[Stored data entries]
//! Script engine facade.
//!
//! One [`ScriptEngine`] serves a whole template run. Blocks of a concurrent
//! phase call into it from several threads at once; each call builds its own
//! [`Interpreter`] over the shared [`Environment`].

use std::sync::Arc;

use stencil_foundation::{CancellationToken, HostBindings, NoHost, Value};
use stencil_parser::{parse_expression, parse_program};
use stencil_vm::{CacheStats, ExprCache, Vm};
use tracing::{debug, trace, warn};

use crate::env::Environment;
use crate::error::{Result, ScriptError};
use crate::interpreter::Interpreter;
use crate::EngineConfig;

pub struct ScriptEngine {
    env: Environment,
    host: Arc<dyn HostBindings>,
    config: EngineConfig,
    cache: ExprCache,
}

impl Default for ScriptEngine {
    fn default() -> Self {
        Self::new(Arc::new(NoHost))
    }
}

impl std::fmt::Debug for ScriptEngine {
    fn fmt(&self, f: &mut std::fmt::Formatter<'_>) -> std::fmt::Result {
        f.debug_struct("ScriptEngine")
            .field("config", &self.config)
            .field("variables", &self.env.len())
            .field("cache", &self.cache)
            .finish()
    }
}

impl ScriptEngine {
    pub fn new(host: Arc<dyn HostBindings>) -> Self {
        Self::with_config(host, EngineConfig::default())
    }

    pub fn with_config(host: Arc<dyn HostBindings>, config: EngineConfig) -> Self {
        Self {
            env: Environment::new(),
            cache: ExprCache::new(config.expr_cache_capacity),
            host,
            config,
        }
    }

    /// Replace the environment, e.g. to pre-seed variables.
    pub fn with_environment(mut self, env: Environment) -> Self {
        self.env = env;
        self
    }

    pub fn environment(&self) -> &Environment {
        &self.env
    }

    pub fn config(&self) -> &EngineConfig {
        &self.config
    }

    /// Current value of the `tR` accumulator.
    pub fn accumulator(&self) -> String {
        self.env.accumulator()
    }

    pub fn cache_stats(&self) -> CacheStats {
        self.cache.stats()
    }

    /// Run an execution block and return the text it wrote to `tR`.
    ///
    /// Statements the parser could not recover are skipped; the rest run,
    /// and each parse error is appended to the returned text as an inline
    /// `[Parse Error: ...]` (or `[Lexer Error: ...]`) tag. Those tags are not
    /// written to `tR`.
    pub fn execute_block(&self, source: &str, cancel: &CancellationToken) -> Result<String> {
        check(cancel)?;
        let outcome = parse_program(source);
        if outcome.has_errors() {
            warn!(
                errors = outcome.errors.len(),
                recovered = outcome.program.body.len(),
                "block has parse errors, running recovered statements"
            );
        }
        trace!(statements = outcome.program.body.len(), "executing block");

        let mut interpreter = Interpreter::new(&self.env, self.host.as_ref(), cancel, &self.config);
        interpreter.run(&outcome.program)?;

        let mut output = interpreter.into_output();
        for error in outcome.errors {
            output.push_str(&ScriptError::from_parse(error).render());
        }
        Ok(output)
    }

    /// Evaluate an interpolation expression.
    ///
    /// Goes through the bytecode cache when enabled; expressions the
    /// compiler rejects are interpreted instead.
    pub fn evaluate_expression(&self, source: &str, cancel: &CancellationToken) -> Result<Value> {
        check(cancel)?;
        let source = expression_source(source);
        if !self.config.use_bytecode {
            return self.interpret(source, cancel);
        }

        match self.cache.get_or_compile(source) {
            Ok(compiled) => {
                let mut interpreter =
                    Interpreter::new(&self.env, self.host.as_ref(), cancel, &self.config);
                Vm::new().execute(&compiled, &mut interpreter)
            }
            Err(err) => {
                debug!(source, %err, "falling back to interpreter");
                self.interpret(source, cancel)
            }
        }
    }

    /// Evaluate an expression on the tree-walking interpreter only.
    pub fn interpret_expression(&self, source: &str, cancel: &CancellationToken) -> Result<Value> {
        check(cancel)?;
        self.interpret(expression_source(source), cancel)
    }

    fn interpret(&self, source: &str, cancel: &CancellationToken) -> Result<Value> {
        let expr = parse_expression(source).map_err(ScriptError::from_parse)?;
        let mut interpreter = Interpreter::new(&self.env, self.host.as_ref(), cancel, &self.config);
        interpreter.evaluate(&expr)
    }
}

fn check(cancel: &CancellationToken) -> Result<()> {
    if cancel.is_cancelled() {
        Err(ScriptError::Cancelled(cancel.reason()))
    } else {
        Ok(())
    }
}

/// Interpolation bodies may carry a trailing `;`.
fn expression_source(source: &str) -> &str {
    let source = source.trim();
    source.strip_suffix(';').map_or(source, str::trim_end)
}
==
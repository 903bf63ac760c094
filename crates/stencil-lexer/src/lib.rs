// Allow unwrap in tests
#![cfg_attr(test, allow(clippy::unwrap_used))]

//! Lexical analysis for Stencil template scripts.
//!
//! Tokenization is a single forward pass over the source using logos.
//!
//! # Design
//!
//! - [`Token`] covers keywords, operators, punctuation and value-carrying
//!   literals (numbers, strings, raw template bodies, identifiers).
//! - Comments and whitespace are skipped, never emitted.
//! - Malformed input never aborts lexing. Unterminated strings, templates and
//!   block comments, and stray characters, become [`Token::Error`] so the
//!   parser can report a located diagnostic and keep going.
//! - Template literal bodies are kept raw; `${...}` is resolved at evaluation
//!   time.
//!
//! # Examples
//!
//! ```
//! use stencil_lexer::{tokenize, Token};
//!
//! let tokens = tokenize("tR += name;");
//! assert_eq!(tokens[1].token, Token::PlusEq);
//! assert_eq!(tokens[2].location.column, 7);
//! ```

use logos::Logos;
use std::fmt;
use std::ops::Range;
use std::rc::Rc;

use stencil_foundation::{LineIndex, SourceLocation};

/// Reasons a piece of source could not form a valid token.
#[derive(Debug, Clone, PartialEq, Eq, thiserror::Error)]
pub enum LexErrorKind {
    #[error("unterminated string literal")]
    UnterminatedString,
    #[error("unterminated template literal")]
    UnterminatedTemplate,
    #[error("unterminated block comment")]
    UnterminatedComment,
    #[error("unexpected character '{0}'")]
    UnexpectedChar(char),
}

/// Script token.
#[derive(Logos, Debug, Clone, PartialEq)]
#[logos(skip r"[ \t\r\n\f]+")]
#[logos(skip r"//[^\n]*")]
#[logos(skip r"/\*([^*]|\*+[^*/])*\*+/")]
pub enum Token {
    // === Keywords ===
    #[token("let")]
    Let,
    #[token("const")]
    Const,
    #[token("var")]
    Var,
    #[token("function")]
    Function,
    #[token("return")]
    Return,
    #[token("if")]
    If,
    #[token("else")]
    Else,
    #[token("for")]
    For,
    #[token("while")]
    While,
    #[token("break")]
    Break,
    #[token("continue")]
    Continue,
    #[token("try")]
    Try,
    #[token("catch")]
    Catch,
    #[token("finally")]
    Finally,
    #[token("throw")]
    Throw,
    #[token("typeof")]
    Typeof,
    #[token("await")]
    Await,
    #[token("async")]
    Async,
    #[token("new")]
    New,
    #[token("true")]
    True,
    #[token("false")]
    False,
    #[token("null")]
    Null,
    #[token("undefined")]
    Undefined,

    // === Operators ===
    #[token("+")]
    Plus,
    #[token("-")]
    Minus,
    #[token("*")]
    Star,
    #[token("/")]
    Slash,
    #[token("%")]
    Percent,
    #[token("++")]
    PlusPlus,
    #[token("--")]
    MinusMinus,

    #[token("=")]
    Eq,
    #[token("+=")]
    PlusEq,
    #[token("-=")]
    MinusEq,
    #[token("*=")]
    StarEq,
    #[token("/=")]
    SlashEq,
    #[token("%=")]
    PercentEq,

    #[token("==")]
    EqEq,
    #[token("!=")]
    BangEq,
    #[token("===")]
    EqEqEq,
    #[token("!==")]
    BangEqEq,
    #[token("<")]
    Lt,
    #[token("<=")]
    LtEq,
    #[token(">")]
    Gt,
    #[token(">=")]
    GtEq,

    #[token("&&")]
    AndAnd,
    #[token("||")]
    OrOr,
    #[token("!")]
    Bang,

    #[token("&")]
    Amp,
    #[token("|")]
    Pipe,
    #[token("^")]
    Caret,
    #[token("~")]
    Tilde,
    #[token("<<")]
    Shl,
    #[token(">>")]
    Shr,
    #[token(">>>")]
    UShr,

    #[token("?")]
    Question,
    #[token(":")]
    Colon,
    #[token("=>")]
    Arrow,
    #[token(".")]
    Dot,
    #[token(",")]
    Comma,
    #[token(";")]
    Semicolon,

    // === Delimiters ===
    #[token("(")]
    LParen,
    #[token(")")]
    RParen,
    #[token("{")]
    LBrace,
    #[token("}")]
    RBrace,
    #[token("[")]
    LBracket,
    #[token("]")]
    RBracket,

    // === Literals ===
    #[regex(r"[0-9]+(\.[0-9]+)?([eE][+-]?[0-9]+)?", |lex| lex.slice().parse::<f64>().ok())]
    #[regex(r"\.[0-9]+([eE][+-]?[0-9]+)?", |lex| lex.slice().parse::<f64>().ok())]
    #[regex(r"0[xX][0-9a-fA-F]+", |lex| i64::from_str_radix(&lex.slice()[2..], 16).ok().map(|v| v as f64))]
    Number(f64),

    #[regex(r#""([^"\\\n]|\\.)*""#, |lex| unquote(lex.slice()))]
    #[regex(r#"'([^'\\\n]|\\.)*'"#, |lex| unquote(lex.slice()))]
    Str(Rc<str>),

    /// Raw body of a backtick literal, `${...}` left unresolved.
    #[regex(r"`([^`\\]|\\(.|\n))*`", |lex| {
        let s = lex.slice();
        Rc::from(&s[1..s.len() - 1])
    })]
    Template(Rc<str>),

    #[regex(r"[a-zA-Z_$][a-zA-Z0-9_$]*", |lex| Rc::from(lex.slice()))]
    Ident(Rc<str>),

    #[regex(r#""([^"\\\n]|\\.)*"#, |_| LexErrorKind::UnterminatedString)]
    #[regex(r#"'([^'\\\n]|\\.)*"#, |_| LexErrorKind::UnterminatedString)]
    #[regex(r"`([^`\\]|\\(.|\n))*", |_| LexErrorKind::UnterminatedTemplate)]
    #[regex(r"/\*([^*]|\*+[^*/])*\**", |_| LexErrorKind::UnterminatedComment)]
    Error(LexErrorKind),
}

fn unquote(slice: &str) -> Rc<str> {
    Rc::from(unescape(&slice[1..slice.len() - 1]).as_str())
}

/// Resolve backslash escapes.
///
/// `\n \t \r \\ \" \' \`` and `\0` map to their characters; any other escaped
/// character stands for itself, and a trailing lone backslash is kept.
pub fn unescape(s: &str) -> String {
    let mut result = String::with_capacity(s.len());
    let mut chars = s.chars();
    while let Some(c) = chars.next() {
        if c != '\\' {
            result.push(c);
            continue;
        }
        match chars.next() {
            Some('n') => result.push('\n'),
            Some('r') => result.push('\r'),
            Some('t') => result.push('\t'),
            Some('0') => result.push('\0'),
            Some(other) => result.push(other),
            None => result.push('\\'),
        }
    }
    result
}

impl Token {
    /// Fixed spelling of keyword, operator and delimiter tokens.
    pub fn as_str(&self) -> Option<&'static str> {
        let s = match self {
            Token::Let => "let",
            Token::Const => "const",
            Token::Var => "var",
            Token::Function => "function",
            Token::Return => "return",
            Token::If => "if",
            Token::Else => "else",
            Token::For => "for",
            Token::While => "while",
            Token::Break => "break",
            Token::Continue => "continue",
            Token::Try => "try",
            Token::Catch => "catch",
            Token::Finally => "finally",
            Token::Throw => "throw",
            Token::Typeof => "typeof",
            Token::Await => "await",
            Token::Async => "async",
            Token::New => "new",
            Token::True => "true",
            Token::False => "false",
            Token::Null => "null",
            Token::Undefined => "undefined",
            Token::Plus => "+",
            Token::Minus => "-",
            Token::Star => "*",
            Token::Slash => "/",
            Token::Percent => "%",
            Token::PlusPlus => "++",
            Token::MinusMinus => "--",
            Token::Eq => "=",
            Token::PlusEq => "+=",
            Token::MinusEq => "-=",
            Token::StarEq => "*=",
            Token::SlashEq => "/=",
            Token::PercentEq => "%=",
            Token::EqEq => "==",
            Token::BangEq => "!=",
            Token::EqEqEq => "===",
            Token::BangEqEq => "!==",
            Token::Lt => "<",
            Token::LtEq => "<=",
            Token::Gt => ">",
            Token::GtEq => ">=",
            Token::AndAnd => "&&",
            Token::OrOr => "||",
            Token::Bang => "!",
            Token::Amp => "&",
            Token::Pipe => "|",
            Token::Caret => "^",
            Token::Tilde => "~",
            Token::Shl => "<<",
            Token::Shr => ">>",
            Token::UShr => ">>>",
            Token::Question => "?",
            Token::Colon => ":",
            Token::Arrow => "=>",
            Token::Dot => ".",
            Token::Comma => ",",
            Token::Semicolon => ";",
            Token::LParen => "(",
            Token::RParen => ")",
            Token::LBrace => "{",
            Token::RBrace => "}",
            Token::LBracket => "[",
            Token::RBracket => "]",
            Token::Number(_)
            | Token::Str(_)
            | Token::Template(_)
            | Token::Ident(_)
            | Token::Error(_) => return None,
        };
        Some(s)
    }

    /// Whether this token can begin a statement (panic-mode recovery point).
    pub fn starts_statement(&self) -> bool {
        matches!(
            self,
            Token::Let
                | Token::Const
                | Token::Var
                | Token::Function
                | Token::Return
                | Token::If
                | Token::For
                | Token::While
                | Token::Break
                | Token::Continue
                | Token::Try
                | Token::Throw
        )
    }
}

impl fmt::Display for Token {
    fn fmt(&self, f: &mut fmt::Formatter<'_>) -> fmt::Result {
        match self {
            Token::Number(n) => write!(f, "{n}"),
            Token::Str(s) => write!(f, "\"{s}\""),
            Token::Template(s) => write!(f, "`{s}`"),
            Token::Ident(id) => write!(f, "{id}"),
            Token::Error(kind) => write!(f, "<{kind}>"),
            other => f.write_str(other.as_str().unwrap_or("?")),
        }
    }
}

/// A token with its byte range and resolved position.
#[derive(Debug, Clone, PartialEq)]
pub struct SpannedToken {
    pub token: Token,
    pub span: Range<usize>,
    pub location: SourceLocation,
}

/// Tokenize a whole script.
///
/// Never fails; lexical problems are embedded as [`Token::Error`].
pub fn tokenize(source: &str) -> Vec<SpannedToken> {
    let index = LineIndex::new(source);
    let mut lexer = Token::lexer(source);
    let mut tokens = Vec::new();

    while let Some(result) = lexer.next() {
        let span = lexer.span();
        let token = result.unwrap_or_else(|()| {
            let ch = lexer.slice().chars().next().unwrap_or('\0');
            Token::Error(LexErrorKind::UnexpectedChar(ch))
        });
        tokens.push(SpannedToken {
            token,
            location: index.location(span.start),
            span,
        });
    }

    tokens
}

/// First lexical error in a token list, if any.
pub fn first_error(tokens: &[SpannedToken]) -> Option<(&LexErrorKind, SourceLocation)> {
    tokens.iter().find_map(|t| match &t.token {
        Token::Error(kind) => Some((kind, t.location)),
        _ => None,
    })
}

> [Problem to work on]
Among the records above, only the lines between the line holding "and resolved position." and the line holding "let ch = lexer.slice().chars().next().unwrap_or('\0');", inclusive, are to be output, exactly as written.

> [Finished task]
/// A token with its byte range and resolved position.
#[derive(Debug, Clone, PartialEq)]
pub struct SpannedToken {
    pub token: Token,
    pub span: Range<usize>,
    pub location: SourceLocation,
}

/// Tokenize a whole script.
///
/// Never fails; lexical problems are embedded as [`Token::Error`].
pub fn tokenize(source: &str) -> Vec<SpannedToken> {
    let index = LineIndex::new(source);
    let mut lexer = Token::lexer(source);
    let mut tokens = Vec::new();

    while let Some(result) = lexer.next() {
        let span = lexer.span();
        let token = result.unwrap_or_else(|()| {
            let ch = lexer.slice().chars().next().unwrap_or('\0');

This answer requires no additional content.